Me Cordace et les Picardon. — La plus vaste fumisterie du siècle. — Le bon sénateur. — Une conversation à huis clos. — La grande résolution d’un notaire qui ne la mène plus joyeuse. — Désillusion de Mme Picardon.


Mme Picardon, qui avait des vues sur Me Cordace, se l’était fait amener par la marquise de la Fessejoyeuse à sa réception hebdomadaire.

Picardon, revenu de sa mission diplomatique auprès du Pape, du Grand Turc, de l’empereur d’Allemagne et à la Cour d’Autriche, se donnait maintenant de l’importance, mais prétextait toujours de ses travaux de jurisconsulte, pour se soustraire aux offres de candidature que les plumards du bloc lui faisaient périodiquement, pour le Palais-Bourbon ou le Sénat.

Il plaidait de grosses affaires et son magot s’arrondissait.

Cette nouvelle période de sa carrière l’obligeait à paraître aux réceptions de sa femme, où les notabilités politiques et financières continuaient à affluer.

Ce soir-là, on y parla énormément des millions de Mme Blanqhu. Était-ce à l’intention de Me Cordace, ou par pur hasard ? Il est probable que Picardon et sa femme avaient préparé le terrain pour amener l’incident qui mit le notaire et l’avocat aux prises.
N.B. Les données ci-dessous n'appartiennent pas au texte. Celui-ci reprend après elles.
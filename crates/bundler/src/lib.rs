//! Organizes audio files into `[Genre/]Artist/Album` trees and writes M3U
//! playlists for Rockbox-style players.
//!
//! All operations are synchronous and single-threaded. Callers that need a
//! responsive UI should run them on a worker thread.

pub mod bundle;
pub mod components;
mod error;
pub mod export;
pub mod m3u;
pub mod organize;
pub mod placement;
pub mod sanitize;
pub mod walk;

#[cfg(test)]
mod test_support;

pub use bundle::{bundle, BundleOptions, DedupIndex};
pub use components::derive_components;
pub use error::BundlerError;
pub use export::export_playlists;
pub use organize::{organize, OrganizeOptions};
pub use placement::{place, Placement};
pub use sanitize::{format_track_number, primary_artist, sanitize_component};
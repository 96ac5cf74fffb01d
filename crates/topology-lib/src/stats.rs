//! Shared numeric helpers for series statistics

/// Arithmetic mean, 0.0 for an empty series
pub fn mean(values: &[f64]) -> f64 {
    if values.is_empty() {
        return 0.0;
    }
    values.iter().sum::<f64>() / values.len() as f64
}

/// Pearson correlation coefficient of two equal-length series
///
/// Returns `None` when the coefficient is undefined: mismatched or short
/// input (fewer than two samples), zero variance on either side, or a
/// non-finite result.
pub fn pearson(a: &[f64], b: &[f64]) -> Option<f64> {
    if a.len() != b.len() || a.len() < 2 {
        return None;
    }

    if is_constant(a) || is_constant(b) {
        return None;
    }

    let mean_a = mean(a);
    let mean_b = mean(b);

    let mut cov = 0.0;
    let mut var_a = 0.0;
    let mut var_b = 0.0;
    for (x, y) in a.iter().zip(b) {
        let da = x - mean_a;
        let db = y - mean_b;
        cov += da * db;
        var_a += da * da;
        var_b += db * db;
    }

    let denom = (var_a * var_b).sqrt();
    if !denom.is_finite() || denom == 0.0 {
        return None;
    }

    let r = cov / denom;
    if r.is_finite() {
        Some(r.clamp(-1.0, 1.0))
    } else {
        None
    }
}

fn is_constant(values: &[f64]) -> bool {
    values.iter().all(|v| *v == values[0])
}

/// Round to `decimals` places (half away from zero)
pub fn round_to(value: f64, decimals: i32) -> f64 {
    let factor = 10f64.powi(decimals);
    (value * factor).round() / factor
}

/// Round to three decimal places, the precision of every capacity figure
pub fn round3(value: f64) -> f64 {
    round_to(value, 3)
}

/// Scale a non-negative series so its maximum becomes 1.0
///
/// Negative and non-finite samples are treated as 0. An all-zero series is
/// returned unchanged.
pub fn normalize_to_unit_max(values: &[f64]) -> Vec<f64> {
    let cleaned: Vec<f64> = values
        .iter()
        .map(|v| if v.is_finite() && *v > 0.0 { *v } else { 0.0 })
        .collect();
    let max = cleaned.iter().cloned().fold(0.0, f64::max);
    if max <= 0.0 {
        return cleaned;
    }
    cleaned.into_iter().map(|v| v / max).collect()
}
//! Core data models for topology inference

use serde::ser::SerializeMap;
use serde::{Deserialize, Serialize, Serializer};
use std::cmp::Ordering;

/// Stable identifier of a radio cell (integers are carried as decimal strings)
pub type CellId = String;

/// Mapping from link label to the sorted member cells of that link
pub type LinkMap = LabeledMap<Vec<CellId>>;

/// Mapping from link label to its confidence score
pub type ConfidenceMap = LabeledMap<f64>;

/// Mapping from link label to its capacity report
pub type CapacityMap = LabeledMap<CapacityReport>;

/// Insertion-ordered map keyed by label
///
/// Serializes as a JSON object whose keys appear in insertion order, so
/// `Link_1` is always written before `Link_2` regardless of label text.
#[derive(Debug, Clone, PartialEq)]
pub struct LabeledMap<V> {
    entries: Vec<(String, V)>,
}

impl<V> LabeledMap<V> {
    pub fn new() -> Self {
        Self {
            entries: Vec::new(),
        }
    }

    /// Insert a value, replacing any previous value under the same label
    pub fn insert(&mut self, label: impl Into<String>, value: V) {
        let label = label.into();
        match self.entries.iter_mut().find(|(l, _)| *l == label) {
            Some(slot) => slot.1 = value,
            None => self.entries.push((label, value)),
        }
    }

    pub fn get(&self, label: &str) -> Option<&V> {
        self.entries
            .iter()
            .find(|(l, _)| l == label)
            .map(|(_, v)| v)
    }

    pub fn iter(&self) -> impl Iterator<Item = (&str, &V)> {
        self.entries.iter().map(|(l, v)| (l.as_str(), v))
    }

    pub fn labels(&self) -> impl Iterator<Item = &str> {
        self.entries.iter().map(|(l, _)| l.as_str())
    }

    pub fn values(&self) -> impl Iterator<Item = &V> {
        self.entries.iter().map(|(_, v)| v)
    }

    pub fn len(&self) -> usize {
        self.entries.len()
    }

    pub fn is_empty(&self) -> bool {
        self.entries.is_empty()
    }
}

impl<V> Default for LabeledMap<V> {
    fn default() -> Self {
        Self::new()
    }
}

impl<V, L: Into<String>> FromIterator<(L, V)> for LabeledMap<V> {
    fn from_iter<I: IntoIterator<Item = (L, V)>>(iter: I) -> Self {
        let mut map = Self::new();
        for (label, value) in iter {
            map.insert(label, value);
        }
        map
    }
}

impl<V: Serialize> Serialize for LabeledMap<V> {
    fn serialize<S: Serializer>(&self, serializer: S) -> Result<S::Ok, S::Error> {
        let mut map = serializer.serialize_map(Some(self.entries.len()))?;
        for (label, value) in &self.entries {
            map.serialize_entry(label, value)?;
        }
        map.end()
    }
}

/// Order two cell identifiers
///
/// Identifiers that both parse as unsigned integers compare numerically
/// ("2" < "10"). Numeric identifiers sort before non-numeric ones, and
/// non-numeric identifiers compare lexicographically.
pub fn compare_cell_ids(a: &str, b: &str) -> Ordering {
    match (a.parse::<u64>(), b.parse::<u64>()) {
        (Ok(x), Ok(y)) => x.cmp(&y).then_with(|| a.cmp(b)),
        (Ok(_), Err(_)) => Ordering::Less,
        (Err(_), Ok(_)) => Ordering::Greater,
        (Err(_), Err(_)) => a.cmp(b),
    }
}

/// Sort cell identifiers in place using [`compare_cell_ids`]
pub fn sort_cell_ids(cells: &mut [CellId]) {
    cells.sort_by(|a, b| compare_cell_ids(a, b));
}

/// Capacity report for a single link
#[derive(Debug, Clone, PartialEq, Serialize)]
#[serde(untagged)]
pub enum CapacityReport {
    /// Transmit-rate-only (single capture) estimate
    Transmit(TransmitCapacity),
    /// DU vs RU (dual capture) congestion estimate
    DualCapture(DualCaptureCapacity),
    /// No usable data for the link; serializes as `{}`
    Empty(EmptyReport),
}

impl CapacityReport {
    pub fn empty() -> Self {
        Self::Empty(EmptyReport {})
    }

    pub fn is_empty(&self) -> bool {
        matches!(self, Self::Empty(_))
    }

    /// Recommended provisioned capacity, if the report carries one
    pub fn safe_gbps(&self) -> Option<f64> {
        match self {
            Self::Transmit(t) => Some(t.safe_gbps),
            Self::DualCapture(d) => Some(d.safe_capacity_gbps),
            Self::Empty(_) => None,
        }
    }
}

/// Single-capture capacity estimate
#[derive(Debug, Clone, PartialEq, Serialize, Deserialize)]
pub struct TransmitCapacity {
    pub estimated_gbps: f64,
    pub safe_gbps: f64,
    pub buffer_margin: f64,
    /// Member cells that contributed a non-empty transmit series
    pub cells_with_data: usize,
}

/// Dual-capture capacity estimate
#[derive(Debug, Clone, PartialEq, Serialize, Deserialize)]
pub struct DualCaptureCapacity {
    pub peak_demand_gbps: f64,
    pub average_demand_gbps: f64,
    pub safe_capacity_gbps: f64,
    pub congestion_score: f64,
    pub buffer_margin: f64,
    /// Number of time slots left after aligning all member series
    pub aligned_slots: usize,
}

/// Placeholder for links without usable capacity data
#[derive(Debug, Clone, PartialEq, Eq, Serialize, Deserialize)]
pub struct EmptyReport {}

#[cfg(test)]
mod tests {
    use super::*;

    #[test]
    fn test_labeled_map_preserves_insertion_order() {
        let map: LabeledMap<u32> = [("Link_10", 1), ("Link_2", 2), ("Link_1", 3)]
            .into_iter()
            .collect();
        let labels: Vec<&str> = map.labels().collect();
        assert_eq!(labels, vec!["Link_10", "Link_2", "Link_1"]);

        let json = serde_json::to_string(&map).unwrap();
        assert_eq!(json, r#"{"Link_10":1,"Link_2":2,"Link_1":3}"#);
    }

    #[test]
    fn test_labeled_map_insert_replaces() {
        let mut map = LabeledMap::new();
        map.insert("Link_1", 1.0);
        map.insert("Link_1", 2.0);
        assert_eq!(map.len(), 1);
        assert_eq!(map.get("Link_1"), Some(&2.0));
        assert_eq!(map.get("Link_2"), None);
    }

    #[test]
    fn test_cell_ordering_numeric_before_text() {
        let mut cells: Vec<CellId> = ["10", "b", "2", "a", "1"]
            .iter()
            .map(|s| s.to_string())
            .collect();
        sort_cell_ids(&mut cells);
        assert_eq!(cells, vec!["1", "2", "10", "a", "b"]);
    }

    #[test]
    fn test_empty_report_serializes_as_empty_object() {
        let json = serde_json::to_string(&CapacityReport::empty()).unwrap();
        assert_eq!(json, "{}");
        assert!(CapacityReport::empty().safe_gbps().is_none());
    }
}
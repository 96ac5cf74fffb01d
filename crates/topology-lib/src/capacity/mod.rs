//! Ethernet capacity estimation for inferred links
//!
//! Two interchangeable models share the [`CapacityEstimator`] trait:
//! - [`TransmitEstimator`]: mean transmit rate only (single capture point)
//! - [`DualCaptureEstimator`]: DU demand vs RU delivery with a congestion score

mod dual;
mod transmit;

pub use dual::{DualCaptureEstimator, CONGESTION_EPSILON, DEFAULT_DUAL_BUFFER_MARGIN, DEFAULT_SLOT_DURATION_US};
pub use transmit::{TransmitEstimator, DEFAULT_SLOT_DURATION_SECS, DEFAULT_TRANSMIT_BUFFER_MARGIN};

use crate::error::TopologyError;
use crate::models::{CapacityMap, LinkMap};
use crate::source::TelemetrySource;
use serde::{Deserialize, Serialize};

/// Ethernet MTU-sized packet assumed by both models
pub const DEFAULT_PACKET_SIZE_BYTES: u32 = 1500;

/// Trait for capacity estimation implementations
pub trait CapacityEstimator: Send + Sync {
    /// Estimate capacity for every link of the map; every label is present
    /// in the result, possibly with an empty report
    fn estimate(&self, links: &LinkMap, source: &dyn TelemetrySource) -> CapacityMap;

    /// Model name used in logs and exports
    fn name(&self) -> &'static str;
}

/// Selectable capacity model
#[derive(Debug, Clone, Copy, PartialEq, Eq, Default, Deserialize, Serialize)]
#[serde(rename_all = "lowercase")]
pub enum EstimatorKind {
    /// Skip capacity estimation
    None,
    /// Single-capture transmit model
    #[default]
    Transmit,
    /// Dual-capture congestion model
    Dual,
}

/// Packet size in bits
pub(crate) fn packet_bits(packet_size_bytes: u32) -> f64 {
    packet_size_bytes as f64 * 8.0
}

/// Reject negative or non-finite margins
pub(crate) fn check_margin(margin: f64) -> Result<f64, TopologyError> {
    if !margin.is_finite() || margin < 0.0 {
        return Err(TopologyError::InvalidConfig(format!(
            "buffer margin must be a non-negative number, got {}",
            margin
        )));
    }
    Ok(margin)
}

/// Reject zero, negative or non-finite slot durations
pub(crate) fn check_slot(duration: f64, unit: &str) -> Result<f64, TopologyError> {
    if !duration.is_finite() || duration <= 0.0 {
        return Err(TopologyError::InvalidConfig(format!(
            "slot duration must be positive, got {} {}",
            duration, unit
        )));
    }
    Ok(duration)
}

pub(crate) fn check_packet_size(bytes: u32) -> Result<u32, TopologyError> {
    if bytes == 0 {
        return Err(TopologyError::InvalidConfig(
            "packet size must be at least one byte".to_string(),
        ));
    }
    Ok(bytes)
}
//! Similarity matrix command

use super::open_data;
use crate::output::{color_similarity, print_header, print_info, print_json, OutputFormat};
use crate::DataArgs;
use anyhow::Result;
use tabled::{builder::Builder, settings::Style};
use topology_lib::fingerprint::FingerprintBuilder;
use topology_lib::inference::{SimilarityEngine, SimilarityMatrix};
use topology_lib::PipelineConfig;

pub fn run(args: &DataArgs, config: PipelineConfig, format: OutputFormat) -> Result<()> {
    let source = open_data(args, &config)?;
    let fingerprints = FingerprintBuilder::new(source.as_ref()).build()?;
    let matrix = SimilarityEngine::with_min_overlap(config.min_overlap_samples).compute(&fingerprints);

    match format {
        OutputFormat::Json => print_json(&matrix)?,
        OutputFormat::Table => {
            print_header(&format!("Similarity Matrix: {}", source.describe()));
            if matrix.is_empty() {
                print_info("No cells found");
                return Ok(());
            }
            println!("{}", render_table(&matrix, config.threshold));
            print_info(&format!(
                "Entries above {} link their cells",
                config.threshold
            ));
        }
    }

    Ok(())
}

fn render_table(matrix: &SimilarityMatrix, threshold: f64) -> String {
    let mut builder = Builder::default();

    let mut header = vec![String::new()];
    header.extend(matrix.cells().iter().cloned());
    builder.push_record(header);

    for (i, cell) in matrix.cells().iter().enumerate() {
        let mut record = vec![cell.clone()];
        record.extend(matrix.row(i).iter().map(|v| color_similarity(*v, threshold)));
        builder.push_record(record);
    }

    builder.build().with(Style::rounded()).to_string()
}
— Cette affaire d’héritage est la plus grande fumisterie du siècle, venait de dire Picardon dans un groupe de femmes qui s’étaient accaparé Me Cordace pour en obtenir des détails sur la succession Matichon.

Le notaire allait répondre vertement au héraut de scandale, lorsqu’il se sentit tirer par la manche par un ancien cuistre, devenu sénateur, qui lui dit tout bas :

— Ne faites pas attention. Picardon la fait à la pose ; il jette des jalons pour l’avenir. C’est un malin qui se prépare une entrée autour de l’assiette au beurre, mais ses roueries sont cousues de fil blanc.

— De fil rouge, plutôt, répondit Me Cordace.

— Tout au plus de fil gris… On vous dit au mieux avec Mme Blanqhu.

— Je l’ai connue gamine ; elle est d’Ambrelin, dont je suis le notaire.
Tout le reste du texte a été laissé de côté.